Google is not evil !

L'affaire Google-Livres est une des plus embrouillées qui soit. Mais elle mérite que l'on tente d'y voir plus clair, car c'est en fait  de l'avenir de la  culture qu’il s’agit – et incidemment de  la future place de notre culture française. Un débat essentiel, donc, qui mérite mieux que les affrontements manichéens – Google d'un côté, en vampire électronique à la solde de l'expansionnisme yankee, face à l’intelligentsia franco-française en plein syndrome Astérix. Mais comment démêler cet écheveau d'empoignades et d'imbroglios ?


Bruno Racine y parvient dans un élégant petit ouvrage, Google et le nouveau monde (Plon). Et qui mieux que lui pouvait le faire ? Notre homme est en plein sur la ligne de front : comme patron de la BNF, c’est lui qui a passé avec Google un contrat pour la numérisation du fonds national qui a suscité des cris d'horreur – notamment ceux de son prédécesseur,  M. Jeanneney – et manqué lui coûter son prestigieux poste. Bruno Racine est aussi un bel esprit, ancré dans la culture classique comme dans la contemporaine, qui a dirigé à la fois la villa Médicis et le centre Beaubourg. C'est enfin un auteur prolixe et subtil, qui connaît bien les problèmes de l'écrivain d'aujourd'hui.


La numérisation des bibliothèques est une évolution formidable, comparable au déferlement du livre imprimé, il y a cinq siècles. Et comme avec la découverte de Gutenberg, il y a des avantages, dont il faut se réjouir, et des risques, qu'il faut contrôler. Notamment celui du choix des données numériques à expédier dans le cyberespace. C'est ici qu'intervient Google. Le géant américain a formé le projet de numériser pratiquement TOUT le contenu des grandes bibliothèques mondiales, et de mettre à notre portée un rêve ancestral, celui d'une bibliothèque universelle et unique. 


Pourquoi ce beau projet hérisse-il tant le poil de la cohorte des anti-Google ? 


Pour certains, l'entreprise US est un prédateur qui ne fera qu'une bouchée de notre vieille culture.

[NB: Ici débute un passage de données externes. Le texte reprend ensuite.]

//! Fresh key material for a signing algorithm.

use crate::error::MockJwtError;
use crate::keys::algorithm::{KeyFamily, SigningAlgorithm};
use rand::rngs::OsRng;
use rand::RngCore;
use rsa::RsaPrivateKey;
use std::fmt;
use zeroize::{Zeroize, ZeroizeOnDrop};

/// RSA modulus size for every RS* algorithm.
pub const RSA_KEY_BITS: usize = 2048;

/// Length of generated HMAC secrets.
pub const HMAC_SECRET_LEN: usize = 32;

/// Shared secret for the HS* family, wiped on drop.
#[derive(Clone, Zeroize, ZeroizeOnDrop)]
pub struct HmacSecret([u8; HMAC_SECRET_LEN]);

impl HmacSecret {
    /// Raw secret bytes.
    #[must_use]
    pub const fn as_bytes(&self) -> &[u8] {
        &self.0
    }
}

/// Generated key, tagged by family (and curve for ECDSA).
pub enum KeyMaterial {
    /// RSA private key, public half derivable
    Rsa(Box<RsaPrivateKey>),
    /// ECDSA P-256 signing key
    EcP256(p256::ecdsa::SigningKey),
    /// ECDSA P-384 signing key
    EcP384(p384::ecdsa::SigningKey),
    /// ECDSA P-521 signing key
    EcP521(p521::ecdsa::SigningKey),
    /// HMAC shared secret
    Hmac(HmacSecret),
}

impl KeyMaterial {
    /// Family this key belongs to.
    #[must_use]
    pub const fn family(&self) -> KeyFamily {
        match self {
            Self::Rsa(_) => KeyFamily::Rsa,
            Self::EcP256(_) | Self::EcP384(_) | Self::EcP521(_) => KeyFamily::Ec,
            Self::Hmac(_) => KeyFamily::Hmac,
        }
    }

    /// JWK curve name for ECDSA keys.
    #[must_use]
    pub const fn curve(&self) -> Option<&'static str> {
        match self {
            Self::EcP256(_) => Some("P-256"),
            Self::EcP384(_) => Some("P-384"),
            Self::EcP521(_) => Some("P-521"),
            Self::Rsa(_) | Self::Hmac(_) => None,
        }
    }
}

// Never print key bytes.
impl fmt::Debug for KeyMaterial {
    fn fmt(&self, f: &mut fmt::Formatter<'_>) -> fmt::Result {
        f.debug_struct("KeyMaterial")
            .field("family", &self.family())
            .field("curve", &self.curve())
            .finish_non_exhaustive()
    }
}

/// Generate new key material for `alg` from the OS random source.
///
/// # Errors
///
/// Returns [`MockJwtError::KeyGenerationFailed`] if the RNG or the RSA
/// prime search fails. Nothing is retried.
pub fn generate(alg: SigningAlgorithm) -> Result<KeyMaterial, MockJwtError> {
    let mut rng = OsRng;
    let material = match alg {
        SigningAlgorithm::RS256 | SigningAlgorithm::RS384 | SigningAlgorithm::RS512 => {
            let key = RsaPrivateKey::new(&mut rng, RSA_KEY_BITS)
                .map_err(|e| MockJwtError::key_generation(format!("RSA: {e}")))?;
            KeyMaterial::Rsa(Box::new(key))
        }
        SigningAlgorithm::ES256 => KeyMaterial::EcP256(p256::ecdsa::SigningKey::random(&mut rng)),
        SigningAlgorithm::ES384 => KeyMaterial::EcP384(p384::ecdsa::SigningKey::random(&mut rng)),
        SigningAlgorithm::ES512 => KeyMaterial::EcP521(p521::ecdsa::SigningKey::random(&mut rng)),
        SigningAlgorithm::HS256 | SigningAlgorithm::HS384 | SigningAlgorithm::HS512 => {
            let mut secret = [0u8; HMAC_SECRET_LEN];
            rng.try_fill_bytes(&mut secret)
                .map_err(|e| MockJwtError::key_generation(format!("random source: {e}")))?;
            KeyMaterial::Hmac(HmacSecret(secret))
        }
    };
    Ok(material)
}

#[cfg(test)]
mod tests {
    use super::*;
    use rsa::traits::PublicKeyParts;

    #[test]
    fn test_rsa_key_size() {
        let key = generate(SigningAlgorithm::RS384).unwrap();
        match key {
            KeyMaterial::Rsa(k) => assert_eq!(k.size() * 8, RSA_KEY_BITS),
            other => panic!("expected RSA key, got {other:?}"),
        }
    }

    #[test]
    fn test_ec_curves() {
        assert_eq!(generate(SigningAlgorithm::ES256).unwrap().curve(), Some("P-256"));
        assert_eq!(generate(SigningAlgorithm::ES384).unwrap().curve(), Some("P-384"));
        assert_eq!(generate(SigningAlgorithm::ES512).unwrap().curve(), Some("P-521"));
    }

    #[test]
    fn test_hmac_secrets_are_random() {
        let a = generate(SigningAlgorithm::HS256).unwrap();
        let b = generate(SigningAlgorithm::HS512).unwrap();
        match (a, b) {
            (KeyMaterial::Hmac(a), KeyMaterial::Hmac(b)) => {
                assert_eq!(a.as_bytes().len(), HMAC_SECRET_LEN);
                assert_ne!(a.as_bytes(), b.as_bytes());
            }
            other => panic!("expected HMAC secrets, got {other:?}"),
        }
    }

    #[test]
    fn test_debug_hides_key_bytes() {
        let key = generate(SigningAlgorithm::HS256).unwrap();
        let rendered = format!("{key:?}");
        assert!(rendered.contains("Hmac"));
        assert!(!rendered.contains("secret"));
    }
}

Mais c'est oublier que les immenses bibliothèques américaines ayant passé accord avec Google ont déjà fourni à l'ogre les centaines de milliers de textes européens qu'elles avaient dans leurs rayons ; et sur les 2 millions d'ouvrages déjà « googlisés », plus de la moitié ne sont pas en anglais. 


Pour d’autres,  l'immense bibliothèque virtuelle n’offrira qu'un amoncellement de  documents en vrac, accumulés sans ordre et sans logique. Faux, là encore : à tout prendre, l'amas de savoir électronique est plus facile à compulser que le stock des bibliothèques éparpillées à travers le monde. Et nous disposons pour ce faire d'excellents outils : les moteurs de recherche, et notamment Google lui-même, que 90% des Français utilisent ! On peut discerner chez ces « anti-numérisation » comme des relents d'élitisme ; n'est-ce pas plutôt la perte de leur privilège d'accès aux salles de lecture et aux merveilles du savoir qu'ils sont en train de déplorer ?


Il y a enfin les nostalgiques du livre papier qui voient dans ce projet la mort de leur objet fétiche : mais savent-ils que les nouveaux outils d’ « édition à la demande »(POD) permettent  désormais de restituer presque tous les textes sous forme de livres, si on le souhaite, à un coût de plus en plus attrayant ? 


Officiellement pourtant, la cohorte des « anti » a choisi de livrer bataille sur le terrain juridico- économique, où ses arguments sont, dans un premier temps du moins, plus recevables. En particulier celui de la rémunération des ayants droits, notamment pour les « livres orphelins », cette masse de livres encore dans les limbes, entre le domaine public et le domaine privé. Bruno Racine semble insinuer que tout ceci constitue un combat d'arrière-garde, voire une manœuvre de retardement. Le problème a déjà été à peu près réglé aux États-Unis, où les éditeurs ne sont pas des philanthropes ; il le sera aussi en France, tôt ou tard.


En fait, on ne pourra pas échapper à la numérisation massive des bibliothèques. D'ailleurs, même en Europe, le mouvement a été amorcé de longue date, y compris par le prédécesseur (et pourfendeur) de Bruno Racine, M. Jeanneney. Et les tentatives se sont déjà multipliées : certaines avec un succès mitigé, comme Europeana (un projet paneuropéen, donc bizarrement conformé), ou d'autres plus réussies, comme Gallica (un projet franco-français, mieux venu mais de portée limitée). À tout prendre, Google n'est certainement pas le plus mauvais partenaire. Ce serait peut-être même le meilleur, à condition que soient bien définies et bien respectées les règles du jeu qu'esquisse Bruno Racine.